Second, it does not follow that, just because individuals under the age of 21 lacked certain legal rights at the founding, they were ex ante excluded from the scope of “the people.” As then-Judge Barrett explained, “[n]either felons nor the mentally ill are categorically excluded from our national community.” But “[t]hat does not mean that the government cannot prevent them from possessing guns. Instead, it means that the question is whether the government has the power to disable the exercise of a right that they otherwise possess.”

Third, consistency has a claim on us. It is undisputed that 18-to-20-year-olds are among “the people” for other constitutional rights such as the right to vote, freedom of speech, peaceable assembly, government petitions, and the right against unreasonable government searches and seizures. As we recently observed in Range, there is “no reason to adopt an inconsistent reading of ‘the people.’” Indeed, wholesale exclusion of 18-to-20-yearolds from the scope of the Second Amendment would impermissibly render “the constitutional right to bear arms in public for self-defense … ‘a second-class right, subject to an entirely different body of rules than the other Bill of Rights guarantees.’”


With that decided, the burden was on the state to come up with any statutes that would identify gun bans for young adults as part of the national tradition of our right to keep and bear arms. The state’s attorneys offered multiple statutes dating back to the mid-1800s, but the Fourth Circuit panel concluded that 1791, not 1868, is the more applicable time period in the Bruen test, and that the state had offered no evidence at all from that period save for a single ordinance adopted by the Pennsylvania colonial legislature in 1721 prohibiting “carry[ing] any gun or hunt[ing] on the improved or inclosed lands of any plantation other than his own[.]”

That’s hardly analogous to an outright ban on bearing arms based on an adult’s age, and the Fourth Circuit panel rightfully concluded that Pennsylvania had failed to make a convincing argument that the ban on under-21s carrying during a state of emergency is compatible with the Second Amendment. And though I didn’t have the opportunity to ask him about the Lara case, I can at least share Wisniewski’s reaction to the Third Circuit’s ruling.

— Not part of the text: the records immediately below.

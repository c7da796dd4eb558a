//! Fixed sample data loaded once at store construction. There is no external
//! source — no file, no network fetch.

use crate::model::{
    Conversation, DeliveryStatus, Direction, MediaKind, MediaRef, Message,
};
use chrono::{DateTime, Duration, Utc};

pub fn conversations() -> Vec<Conversation> {
    vec![
        Conversation::direct("1", "Alice Wonderland")
            .with_avatar("https://i.pravatar.cc/150?u=alice")
            .with_status("Online"),
        Conversation::direct("2", "Bob The Builder")
            .with_avatar("https://i.pravatar.cc/150?u=bob")
            .with_status("Last seen 2 hours ago"),
        Conversation::direct("3", "Charlie Brown")
            .with_avatar("https://i.pravatar.cc/150?u=charlie")
            .with_status("Typing..."),
        Conversation::group("4", "Project Group Alpha").with_status("5 members"),
    ]
}

fn minutes_ago(minutes: i64) -> DateTime<Utc> {
    Utc::now() - Duration::minutes(minutes)
}

/// Seed messages are built as literals: the ids are fixed and every entry
/// satisfies the text-or-media invariant by construction.
fn seeded(
    id: &str,
    conversation_id: &str,
    content: &str,
    minutes: i64,
    direction: Direction,
    status: Option<DeliveryStatus>,
) -> Message {
    Message {
        id: id.to_string(),
        conversation_id: conversation_id.to_string(),
        content: Some(content.to_string()),
        sent_at: minutes_ago(minutes),
        direction,
        status,
        sender_name: None,
        media: None,
    }
}

fn media(url: &str, kind: MediaKind, file_name: &str) -> MediaRef {
    MediaRef {
        url: url.to_string(),
        kind,
        file_name: Some(file_name.to_string()),
    }
}

pub fn messages() -> Vec<Message> {
    use DeliveryStatus::{Delivered, Read, Sent};
    use Direction::{Inbound, Outbound};

    let mut msgs = vec![
        // Alice
        seeded("m1", "1", "Hey, how are you?", 63, Inbound, None),
        seeded("m2", "1", "I am good, thanks! You?", 62, Outbound, Some(Read)),
        seeded(
            "m3",
            "1",
            "Doing well. Check out this picture!",
            61,
            Inbound,
            None,
        ),
        seeded("m4", "1", "Wow, nice!", 60, Outbound, Some(Delivered)),
        // Bob — yesterday
        seeded("m5", "2", "Can we fix it?", 26 * 60, Inbound, None),
        seeded("m6", "2", "Yes, we can!", 26 * 60 - 1, Outbound, Some(Read)),
        seeded(
            "m7",
            "2",
            "Here is the project plan document.",
            26 * 60 - 2,
            Outbound,
            Some(Read),
        ),
        // Charlie — a few days back
        seeded(
            "m8",
            "3",
            "Good grief! Lost my kite again.",
            4 * 24 * 60,
            Inbound,
            None,
        ),
        // Project Group Alpha
        seeded("m9", "4", "Meeting at 3 PM.", 120, Inbound, None),
        seeded("m10", "4", "Roger that!", 119, Inbound, None),
        seeded("m11", "4", "Okay, I will be there.", 118, Outbound, Some(Sent)),
        seeded(
            "m12",
            "4",
            "Also, I found this cool video about our project topic.",
            115,
            Inbound,
            None,
        ),
    ];

    msgs[2].media = Some(media(
        "https://picsum.photos/seed/catpic/400/300",
        MediaKind::Image,
        "landscape.jpg",
    ));
    msgs[6].media = Some(media(
        "local://project_plan.pdf",
        MediaKind::Document,
        "project_plan.pdf",
    ));
    msgs[8].sender_name = Some("Alice W.".to_string());
    msgs[9].sender_name = Some("Bob B.".to_string());
    msgs[11].sender_name = Some("Charlie B.".to_string());
    msgs[11].media = Some(media(
        "local://project_vid.mp4",
        MediaKind::Video,
        "project_vid.mp4",
    ));

    msgs
}
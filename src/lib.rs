#![warn(clippy::pedantic)]
// Noisy doc/signature lints — would require annotating most pub functions
#![allow(clippy::missing_errors_doc)]
#![allow(clippy::missing_panics_doc)]
#![allow(clippy::must_use_candidate)]
// Style preference — keeping format!("{}", x) over format!("{x}") for readability with complex exprs
#![allow(clippy::uninlined_format_args)]
// Module structure — our store module has store::ChatStore pattern by design
#![allow(clippy::module_name_repetitions)]

pub mod cli;
pub mod composer;
pub mod config;
pub mod errors;
pub mod model;
pub mod pairing;
pub mod seed;
pub mod session;
pub mod store;
pub mod transport;

pub const VERSION: &str = env!("CARGO_PKG_VERSION");
pub const LOGO: &str = "💬";
use crate::model::Message;
use async_trait::async_trait;
use std::time::Duration;
use tracing::debug;

pub const DEFAULT_SEND_LATENCY: Duration = Duration::from_secs(1);

/// Outbound delivery seam.
///
/// The composer appends optimistically and then hands the message to a
/// transport; a real network transport can be substituted later without
/// touching the store contract.
#[async_trait]
pub trait Transport: Send + Sync {
    async fn deliver(&self, message: &Message) -> anyhow::Result<()>;
}

/// Stand-in for a network round trip: sleeps for a fixed latency and always
/// succeeds. There is no cancellation — a started delivery always completes.
pub struct SimulatedTransport {
    latency: Duration,
}

impl SimulatedTransport {
    pub fn new(latency: Duration) -> Self {
        Self { latency }
    }
}

impl Default for SimulatedTransport {
    fn default() -> Self {
        Self::new(DEFAULT_SEND_LATENCY)
    }
}

#[async_trait]
impl Transport for SimulatedTransport {
    async fn deliver(&self, message: &Message) -> anyhow::Result<()> {
        debug!(
            "simulating delivery of {} ({}ms)",
            message.id,
            self.latency.as_millis()
        );
        tokio::time::sleep(self.latency).await;
        Ok(())
    }
}

#[cfg(test)]
mod tests {
    use super::*;
    use crate::model::Direction;

    #[tokio::test(flavor = "current_thread")]
    async fn test_simulated_delivery_always_succeeds() {
        let transport = SimulatedTransport::new(Duration::ZERO);
        let msg = Message::new("1", Direction::Outbound, Some("hi"), None).unwrap();
        assert!(transport.deliver(&msg).await.is_ok());
    }

    #[tokio::test(flavor = "current_thread")]
    async fn test_simulated_delivery_waits_out_latency() {
        let transport = SimulatedTransport::new(Duration::from_millis(50));
        let msg = Message::new("1", Direction::Outbound, Some("hi"), None).unwrap();
        let started = std::time::Instant::now();
        transport.deliver(&msg).await.unwrap();
        assert!(started.elapsed() >= Duration::from_millis(50));
    }
}
use thiserror::Error;

/// Typed error hierarchy for chatfront.
///
/// Use at module boundaries (message construction, store appends, config loading).
/// Internal/leaf functions can continue using `anyhow::Result` — the `Internal` variant
/// allows seamless conversion via the `?` operator.
#[derive(Debug, Error)]
pub enum ChatError {
    #[error("Configuration error: {0}")]
    Config(String),

    #[error("message must carry text content or a media attachment")]
    EmptyMessage,

    #[error("unknown conversation: {0}")]
    UnknownConversation(String),

    #[error(transparent)]
    Internal(#[from] anyhow::Error),
}
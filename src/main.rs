use anyhow::Result;

#[tokio::main]
async fn main() -> Result<()> {
    let filter = tracing_subscriber::EnvFilter::try_from_default_env()
        .unwrap_or_else(|_| "info".parse().unwrap());
    tracing_subscriber::fmt().with_env_filter(filter).init();

    chatfront::cli::run().await
}
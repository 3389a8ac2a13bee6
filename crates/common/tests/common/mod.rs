//! Shared test utilities for rendezvous integration tests
#![allow(dead_code)]

use std::num::NonZeroUsize;

use common::credential::OrganizationId;
use common::crypto::SecretKey;
use common::disclosure::VerifiableShare;
use common::rendezvous::{AuthEnvelope, DisclosureRequest, Rendezvous};

/// A recipient holding a fresh keypair
pub struct TestRecipient {
    pub secret: SecretKey,
}

impl TestRecipient {
    pub fn new() -> Self {
        Self {
            secret: SecretKey::generate().unwrap(),
        }
    }

    /// Key as it appears in inbox paths
    pub fn path_key(&self) -> String {
        self.secret.public().to_url_safe()
    }

    /// Fetch and answer a challenge, returning the authorization header
    pub fn authorize(&self, service: &Rendezvous) -> String {
        let challenge = service.issue_challenge(&self.path_key()).unwrap();
        AuthEnvelope::respond(&challenge, &self.secret)
            .unwrap()
            .to_bearer()
            .unwrap()
    }
}

pub fn service(threshold: usize) -> Rendezvous {
    Rendezvous::in_memory(NonZeroUsize::new(threshold).unwrap(), None)
}

pub fn share(tag: &str) -> VerifiableShare {
    VerifiableShare {
        data: format!("share-{}", tag),
        ephemeral_key: format!("ephemeral-{}", tag),
        commitment: format!("commitment-{}", tag),
    }
}

/// Submit `id` to `recipient` as `org`
pub fn disclose(service: &Rendezvous, recipient: &TestRecipient, org: &str, id: &str) {
    service
        .submit(
            &OrganizationId::from(org),
            DisclosureRequest {
                id: id.to_string(),
                recipient: recipient.secret.public().to_base64(),
                verifiable_share: share(id),
            },
        )
        .unwrap();
}
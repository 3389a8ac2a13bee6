use clap::Args;

use rendezvous_daemon::http_server::api::client::ApiError;

#[derive(Args, Debug, Clone)]
pub struct Recipients;

#[derive(Debug, thiserror::Error)]
pub enum RecipientsError {
    #[error("request failed: {0}")]
    Api(#[from] ApiError),
}

#[async_trait::async_trait]
impl crate::cli::op::Op for Recipients {
    type Error = RecipientsError;
    type Output = String;

    async fn execute(&self, ctx: &crate::cli::op::OpContext) -> Result<Self::Output, Self::Error> {
        let recipients = ctx.client.recipients().await?;
        if recipients.is_empty() {
            return Ok("no recipients registered".to_string());
        }

        let lines: Vec<String> = recipients
            .iter()
            .map(|r| format!("{}\t{}", r.public_key.to_url_safe(), r.name))
            .collect();
        Ok(lines.join("\n"))
    }
}
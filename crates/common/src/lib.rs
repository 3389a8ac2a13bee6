/**
 * Single-use challenges proving possession
 *  of a recipient key before inbox access.
 */
pub mod challenge;
/**
 * Signed organization credentials and the
 *  lookup trait that resolves a network
 *  origin to an organization.
 */
pub mod credential;
/**
 * Cryptographic types and operations.
 *  - Public and Private key implementations
 *  - X25519 + HKDF key agreement
 *  - AES-256-GCM sealing
 */
pub mod crypto;
/**
 * Public name -> key listing of recipients.
 */
pub mod directory;
/**
 * Quorum-gated storage of disclosed shares.
 */
pub mod disclosure;
pub mod error;
/**
 * The service tying challenges to the
 *  disclosure store, plus its wire types.
 */
pub mod rendezvous;
/**
 * Helper for setting build version information
 *  at compile time.
 */
pub mod version;

pub use error::RendezvousError;

pub mod prelude {
    pub use crate::challenge::{ChallengeRegistry, IssuedChallenge, MemoryChallengeRegistry};
    pub use crate::credential::{
        CredentialError, CredentialSigner, IssuedCredential, OrganizationId, OrganizationLookup,
    };
    pub use crate::crypto::{PublicKey, SecretKey};
    pub use crate::directory::{Recipient, RecipientDirectory};
    pub use crate::disclosure::{
        DisclosureStore, InboxEntry, MemoryDisclosureStore, VerifiableShare,
    };
    pub use crate::error::RendezvousError;
    pub use crate::rendezvous::{AuthEnvelope, DisclosureRequest, Rendezvous};
    pub use crate::version::build_info;
}
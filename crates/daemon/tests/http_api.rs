//! Drives the full API router in-process, without binding a socket

use std::net::SocketAddr;
use std::num::NonZeroUsize;
use std::sync::Arc;

use axum::body::{to_bytes, Body};
use axum::Router;
use http::{header, Method, Request, StatusCode};
use serde_json::{json, Value};
use tower::ServiceExt;

use common::challenge::IssuedChallenge;
use common::credential::{IssuedCredential, StaticLookup};
use common::crypto::SecretKey;
use common::disclosure::InboxEntry;
use common::rendezvous::AuthEnvelope;
use rendezvous_daemon::http_server::{self, Config};
use rendezvous_daemon::{ServiceConfig, ServiceState};

const MAX_BODY: usize = 2048;
const ORG: &str = "Example University";

fn app(threshold: usize) -> Router {
    app_with_lookup(threshold, StaticLookup::new().with_fallback(ORG))
}

fn app_with_lookup(threshold: usize, lookup: StaticLookup) -> Router {
    let config = ServiceConfig {
        threshold: NonZeroUsize::new(threshold).unwrap(),
        ..ServiceConfig::default()
    };
    let state = ServiceState::new(&config, Arc::new(lookup)).unwrap();
    let addr: SocketAddr = "127.0.0.1:0".parse().unwrap();
    http_server::router(Config::new(addr, MAX_BODY), state)
}

async fn send(app: &Router, request: Request<Body>) -> (StatusCode, Vec<u8>) {
    let response = app.clone().oneshot(request).await.unwrap();
    let status = response.status();
    let body = to_bytes(response.into_body(), usize::MAX).await.unwrap();
    (status, body.to_vec())
}

fn get(uri: &str) -> Request<Body> {
    Request::builder().uri(uri).body(Body::empty()).unwrap()
}

async fn credential(app: &Router) -> String {
    let request = Request::builder()
        .uri("/credential")
        .header("x-forwarded-for", "192.0.2.10, 10.0.0.1")
        .body(Body::empty())
        .unwrap();
    let (status, body) = send(app, request).await;
    assert_eq!(status, StatusCode::OK);
    let issued: IssuedCredential = serde_json::from_slice(&body).unwrap();
    assert_eq!(issued.organization.as_str(), ORG);
    issued.credential
}

fn disclose_request(credential: &str, recipient: &SecretKey, id: &str) -> Request<Body> {
    let body = json!({
        "id": id,
        "recipient": recipient.public().to_base64(),
        "verifiableShare": {
            "data": format!("data-{}", id),
            "ephemeralKey": "ephemeral",
            "commitment": "commitment",
        }
    });
    Request::builder()
        .method(Method::POST)
        .uri("/disclose")
        .header(header::AUTHORIZATION, format!("Bearer {}", credential))
        .header(header::CONTENT_TYPE, "application/json")
        .body(Body::from(body.to_string()))
        .unwrap()
}

async fn authorize(app: &Router, secret: &SecretKey) -> String {
    let key = secret.public().to_url_safe();
    let (status, body) = send(app, get(&format!("/inbox/{}/challenge", key))).await;
    assert_eq!(status, StatusCode::OK);
    let challenge: IssuedChallenge = serde_json::from_slice(&body).unwrap();
    AuthEnvelope::respond(&challenge, secret)
        .unwrap()
        .to_bearer()
        .unwrap()
}

fn authorized(method: Method, uri: &str, authorization: &str) -> Request<Body> {
    Request::builder()
        .method(method)
        .uri(uri)
        .header(header::AUTHORIZATION, authorization)
        .body(Body::empty())
        .unwrap()
}

async fn read_inbox(app: &Router, secret: &SecretKey) -> Vec<InboxEntry> {
    let auth = authorize(app, secret).await;
    let uri = format!("/inbox/{}", secret.public().to_url_safe());
    let (status, body) = send(app, authorized(Method::GET, &uri, &auth)).await;
    assert_eq!(status, StatusCode::OK);
    serde_json::from_slice(&body).unwrap()
}

#[tokio::test]
async fn test_disclose_then_read_after_quorum() {
    let app = app(2);
    let recipient = SecretKey::generate().unwrap();
    let credential = credential(&app).await;

    let (status, body) = send(&app, disclose_request(&credential, &recipient, "a")).await;
    assert_eq!(status, StatusCode::OK);
    assert_eq!(body, b"transmission successful");
    assert!(read_inbox(&app, &recipient).await.is_empty());

    let (status, _) = send(&app, disclose_request(&credential, &recipient, "b")).await;
    assert_eq!(status, StatusCode::OK);

    let mut ids: Vec<String> = read_inbox(&app, &recipient)
        .await
        .into_iter()
        .map(|entry| {
            assert_eq!(entry.org.as_str(), ORG);
            entry.id
        })
        .collect();
    ids.sort();
    assert_eq!(ids, vec!["a", "b"]);
}

#[tokio::test]
async fn test_credential_for_unregistered_network() {
    let app = app_with_lookup(1, StaticLookup::new());
    let request = Request::builder()
        .uri("/credential")
        .header("x-forwarded-for", "198.51.100.7")
        .body(Body::empty())
        .unwrap();

    let (status, body) = send(&app, request).await;
    assert_eq!(status, StatusCode::INTERNAL_SERVER_ERROR);
    assert_eq!(body, b"could not lookup IP organization");
}

#[tokio::test]
async fn test_credential_without_client_address() {
    // no forwarding headers and no socket peer
    let app = app(1);
    let (status, body) = send(&app, get("/credential")).await;
    assert_eq!(status, StatusCode::BAD_REQUEST);
    assert_eq!(body, b"could not determine client address");
}

#[tokio::test]
async fn test_replayed_authorization_rejected() {
    let app = app(1);
    let recipient = SecretKey::generate().unwrap();
    let auth = authorize(&app, &recipient).await;
    let uri = format!("/inbox/{}", recipient.public().to_url_safe());

    let (status, _) = send(&app, authorized(Method::GET, &uri, &auth)).await;
    assert_eq!(status, StatusCode::OK);

    let (status, body) = send(&app, authorized(Method::GET, &uri, &auth)).await;
    assert_eq!(status, StatusCode::UNAUTHORIZED);
    assert_eq!(body, b"challenge failed");
}

#[tokio::test]
async fn test_authorization_bound_to_recipient() {
    let app = app(1);
    let alice = SecretKey::generate().unwrap();
    let mallory = SecretKey::generate().unwrap();

    // mallory answers her own challenge, then tries it against alice's inbox
    let auth = authorize(&app, &mallory).await;
    let uri = format!("/inbox/{}", alice.public().to_url_safe());
    let (status, _) = send(&app, authorized(Method::GET, &uri, &auth)).await;
    assert_eq!(status, StatusCode::UNAUTHORIZED);
}

#[tokio::test]
async fn test_missing_or_garbled_authorization() {
    let app = app(1);
    let recipient = SecretKey::generate().unwrap();
    let uri = format!("/inbox/{}", recipient.public().to_url_safe());

    let (status, _) = send(&app, get(&uri)).await;
    assert_eq!(status, StatusCode::UNAUTHORIZED);

    let (status, _) = send(&app, authorized(Method::GET, &uri, "Bearer not-base64!")).await;
    assert_eq!(status, StatusCode::UNAUTHORIZED);
}

#[tokio::test]
async fn test_challenge_for_invalid_key() {
    let app = app(1);
    let (status, body) = send(&app, get("/inbox/not-a-key/challenge")).await;
    assert_eq!(status, StatusCode::BAD_REQUEST);
    assert_eq!(body, b"invalid key encoding");
}

#[tokio::test]
async fn test_delete_entry() {
    let app = app(1);
    let recipient = SecretKey::generate().unwrap();
    let credential = credential(&app).await;
    send(&app, disclose_request(&credential, &recipient, "gone")).await;
    assert_eq!(read_inbox(&app, &recipient).await.len(), 1);

    let auth = authorize(&app, &recipient).await;
    let uri = format!("/inbox/{}/gone", recipient.public().to_url_safe());
    let (status, body) = send(&app, authorized(Method::DELETE, &uri, &auth)).await;
    assert_eq!(status, StatusCode::OK);
    assert_eq!(body, b"ok");

    assert!(read_inbox(&app, &recipient).await.is_empty());
}

#[tokio::test]
async fn test_disclose_credential_checks() {
    let app = app(1);
    let recipient = SecretKey::generate().unwrap();

    let mut unsigned = disclose_request("x", &recipient, "a");
    unsigned.headers_mut().remove(header::AUTHORIZATION);
    let (status, _) = send(&app, unsigned).await;
    assert_eq!(status, StatusCode::UNAUTHORIZED);

    let (status, _) = send(&app, disclose_request("forged.token", &recipient, "a")).await;
    assert_eq!(status, StatusCode::UNAUTHORIZED);
}

#[tokio::test]
async fn test_disclose_body_checks() {
    let app = app(1);
    let credential = credential(&app).await;

    let bad_json = Request::builder()
        .method(Method::POST)
        .uri("/disclose")
        .header(header::AUTHORIZATION, format!("Bearer {}", credential))
        .body(Body::from("{not json"))
        .unwrap();
    let (status, _) = send(&app, bad_json).await;
    assert_eq!(status, StatusCode::BAD_REQUEST);

    let oversized = Request::builder()
        .method(Method::POST)
        .uri("/disclose")
        .header(header::AUTHORIZATION, format!("Bearer {}", credential))
        .body(Body::from(vec![b'a'; MAX_BODY + 1]))
        .unwrap();
    let (status, _) = send(&app, oversized).await;
    assert_eq!(status, StatusCode::PAYLOAD_TOO_LARGE);
}

#[tokio::test]
async fn test_register_and_list_recipients() {
    let app = app(1);
    let key = SecretKey::generate().unwrap().public();

    let register = Request::builder()
        .method(Method::POST)
        .uri("/register")
        .header(header::CONTENT_TYPE, "application/json")
        .body(Body::from(
            json!({"name": "Dana Reporter", "publicKey": key.to_base64()}).to_string(),
        ))
        .unwrap();
    let (status, body) = send(&app, register).await;
    assert_eq!(status, StatusCode::OK);
    assert_eq!(body, b"ok");

    let (status, body) = send(&app, get("/recipients")).await;
    assert_eq!(status, StatusCode::OK);
    let listed: Value = serde_json::from_slice(&body).unwrap();
    let listed = listed.as_array().unwrap();
    assert_eq!(listed.len(), 1);
    assert_eq!(listed[0]["name"], "Dana Reporter");

    let empty_name = Request::builder()
        .method(Method::POST)
        .uri("/register")
        .body(Body::from(
            json!({"name": "  ", "publicKey": key.to_base64()}).to_string(),
        ))
        .unwrap();
    let (status, _) = send(&app, empty_name).await;
    assert_eq!(status, StatusCode::BAD_REQUEST);
}

#[tokio::test]
async fn test_status_routes() {
    let app = app(1);

    let (status, body) = send(&app, get("/_status/livez")).await;
    assert_eq!(status, StatusCode::OK);
    let livez: Value = serde_json::from_slice(&body).unwrap();
    assert_eq!(livez["status"], "ok");

    let (status, _) = send(&app, get("/_status/readyz")).await;
    assert_eq!(status, StatusCode::OK);

    let (status, body) = send(&app, get("/_status/version")).await;
    assert_eq!(status, StatusCode::OK);
    let version: Value = serde_json::from_slice(&body).unwrap();
    assert!(version.get("version").is_some());
}

#[tokio::test]
async fn test_unknown_route() {
    let app = app(1);
    let (status, body) = send(&app, get("/nowhere")).await;
    assert_eq!(status, StatusCode::NOT_FOUND);
    assert_eq!(body, b"not found");
}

Despite the shenanigans that some courts may be playing with our Second Amendment rights, I think Wisniewski is right to be optimistic about the future of 2A litigation. Yes, we’re likely to see some outrageous and inexplicable decisions from judges going forward, but unless SCOTUS rejects its own test going forward, those abuses should largely be curbed when the justices finally do get their hands on cases involving “assault weapons” bans, “sensitive places”, and other common attacks on our right to keep and bear arms.